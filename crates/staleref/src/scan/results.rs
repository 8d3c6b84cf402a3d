//
// scan/results.rs
//
// Grouping, resolution and ranking of workspace scan results
//

use std::path::PathBuf;

use indexmap::IndexMap;
use serde::{Serialize, Serializer};

use crate::reference::{IssueKey, Reference};
use crate::status::{classify, IssueState, StatusMap, Tier};
use crate::tracker::FetchError;

/// One place a tracker item is referenced
#[derive(Debug, Clone, PartialEq, Eq, Serialize)]
pub struct Occurrence {
    pub path: PathBuf,
    pub line: usize,
    pub start_column: usize,
    pub end_column: usize,
    pub comment_text: String,
    pub has_stale_keyword: bool,
    /// Set once the status is known
    pub tier: Option<Tier>,
}

impl Occurrence {
    pub fn new(path: PathBuf, reference: &Reference) -> Self {
        Self {
            path,
            line: reference.line,
            start_column: reference.start_column,
            end_column: reference.end_column,
            comment_text: reference.comment_text.clone(),
            has_stale_keyword: reference.has_stale_keyword,
            tier: None,
        }
    }
}

fn serialize_error<S: Serializer>(error: &Option<FetchError>, s: S) -> Result<S::Ok, S::Error> {
    match error {
        Some(e) => s.serialize_some(&e.to_string()),
        None => s.serialize_none(),
    }
}

/// Every occurrence of one tracker item, with its resolved status
#[derive(Debug, Clone, PartialEq, Serialize)]
pub struct WorkspaceEntry {
    pub key: IssueKey,
    pub status: Option<IssueState>,
    #[serde(serialize_with = "serialize_error")]
    pub error: Option<FetchError>,
    /// Most urgent tier among the occurrences; `None` while unresolved
    pub tier: Option<Tier>,
    pub occurrences: Vec<Occurrence>,
}

impl WorkspaceEntry {
    pub fn url(&self) -> &str {
        &self.key.url
    }

    pub fn is_resolved(&self) -> bool {
        self.status.is_some()
    }
}

/// Group references by canonical URL in discovery order.
///
/// Entry order follows each URL's first occurrence; occurrences keep the
/// order they were given in.
pub fn group_references<I>(found: I) -> Vec<WorkspaceEntry>
where
    I: IntoIterator<Item = (PathBuf, Reference)>,
{
    let mut groups: IndexMap<String, WorkspaceEntry> = IndexMap::new();
    for (path, reference) in found {
        let occurrence = Occurrence::new(path, &reference);
        groups
            .entry(reference.key.url.clone())
            .or_insert_with(|| WorkspaceEntry {
                key: reference.key,
                status: None,
                error: None,
                tier: None,
                occurrences: Vec::new(),
            })
            .occurrences
            .push(occurrence);
    }
    groups.into_values().collect()
}

/// Attach statuses and classify every occurrence
pub fn resolve_entries(entries: &mut [WorkspaceEntry], statuses: &StatusMap) {
    for entry in entries.iter_mut() {
        match statuses.get(&entry.key.url) {
            Some(Ok(state)) => {
                for occurrence in entry.occurrences.iter_mut() {
                    occurrence.tier = Some(classify(state, occurrence.has_stale_keyword));
                }
                entry.tier = entry.occurrences.iter().filter_map(|o| o.tier).min();
                entry.status = Some(state.clone());
                entry.error = None;
            }
            Some(Err(e)) => {
                entry.error = Some(e.clone());
            }
            None => {
                entry.error = Some(FetchError::Transport(
                    "status missing from batch result".to_string(),
                ));
            }
        }
    }
}

/// Stale first, then closed, then open, then unresolved. Stable, so ties
/// keep discovery order.
pub fn rank_entries(entries: &mut [WorkspaceEntry]) {
    entries.sort_by_key(|entry| (entry.tier.is_none(), entry.tier));
}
━━━━━━━━━━━━━━━━
_AIM OF THE EXERCISE_
Every record, restated word for word, should make up your reply.

_WRITTEN ANSWER_
filename crates/staleref/src/scan/results.rs
repository 8d3c6b84cf402a3d
//
// scan/results.rs
//
// Grouping, resolution and ranking of workspace scan results
//

use std::path::PathBuf;

use indexmap::IndexMap;
use serde::{Serialize, Serializer};

use crate::reference::{IssueKey, Reference};
use crate::status::{classify, IssueState, StatusMap, Tier};
use crate::tracker::FetchError;

/// One place a tracker item is referenced
#[derive(Debug, Clone, PartialEq, Eq, Serialize)]
pub struct Occurrence {
    pub path: PathBuf,
    pub line: usize,
    pub start_column: usize,
    pub end_column: usize,
    pub comment_text: String,
    pub has_stale_keyword: bool,
    /// Set once the status is known
    pub tier: Option<Tier>,
}

impl Occurrence {
    pub fn new(path: PathBuf, reference: &Reference) -> Self {
        Self {
            path,
            line: reference.line,
            start_column: reference.start_column,
            end_column: reference.end_column,
            comment_text: reference.comment_text.clone(),
            has_stale_keyword: reference.has_stale_keyword,
            tier: None,
        }
    }
}

fn serialize_error<S: Serializer>(error: &Option<FetchError>, s: S) -> Result<S::Ok, S::Error> {
    match error {
        Some(e) => s.serialize_some(&e.to_string()),
        None => s.serialize_none(),
    }
}

/// Every occurrence of one tracker item, with its resolved status
#[derive(Debug, Clone, PartialEq, Serialize)]
pub struct WorkspaceEntry {
    pub key: IssueKey,
    pub status: Option<IssueState>,
    #[serde(serialize_with = "serialize_error")]
    pub error: Option<FetchError>,
    /// Most urgent tier among the occurrences; `None` while unresolved
    pub tier: Option<Tier>,
    pub occurrences: Vec<Occurrence>,
}

impl WorkspaceEntry {
    pub fn url(&self) -> &str {
        &self.key.url
    }

    pub fn is_resolved(&self) -> bool {
        self.status.is_some()
    }
}

/// Group references by canonical URL in discovery order.
///
/// Entry order follows each URL's first occurrence; occurrences keep the
/// order they were given in.
pub fn group_references<I>(found: I) -> Vec<WorkspaceEntry>
where
    I: IntoIterator<Item = (PathBuf, Reference)>,
{
    let mut groups: IndexMap<String, WorkspaceEntry> = IndexMap::new();
    for (path, reference) in found {
        let occurrence = Occurrence::new(path, &reference);
        groups
            .entry(reference.key.url.clone())
            .or_insert_with(|| WorkspaceEntry {
                key: reference.key,
                status: None,
                error: None,
                tier: None,
                occurrences: Vec::new(),
            })
            .occurrences
            .push(occurrence);
    }
    groups.into_values().collect()
}

/// Attach statuses and classify every occurrence
pub fn resolve_entries(entries: &mut [WorkspaceEntry], statuses: &StatusMap) {
    for entry in entries.iter_mut() {
        match statuses.get(&entry.key.url) {
            Some(Ok(state)) => {
                for occurrence in entry.occurrences.iter_mut() {
                    occurrence.tier = Some(classify(state, occurrence.has_stale_keyword));
                }
                entry.tier = entry.occurrences.iter().filter_map(|o| o.tier).min();
                entry.status = Some(state.clone());
                entry.error = None;
            }
            Some(Err(e)) => {
                entry.error = Some(e.clone());
            }
            None => {
                entry.error = Some(FetchError::Transport(
                    "status missing from batch result".to_string(),
                ));
            }
        }
    }
}

/// Stale first, then closed, then open, then unresolved. Stable, so ties
/// keep discovery order.
pub fn rank_entries(entries: &mut [WorkspaceEntry]) {
    entries.sort_by_key(|entry| (entry.tier.is_none(), entry.tier));
}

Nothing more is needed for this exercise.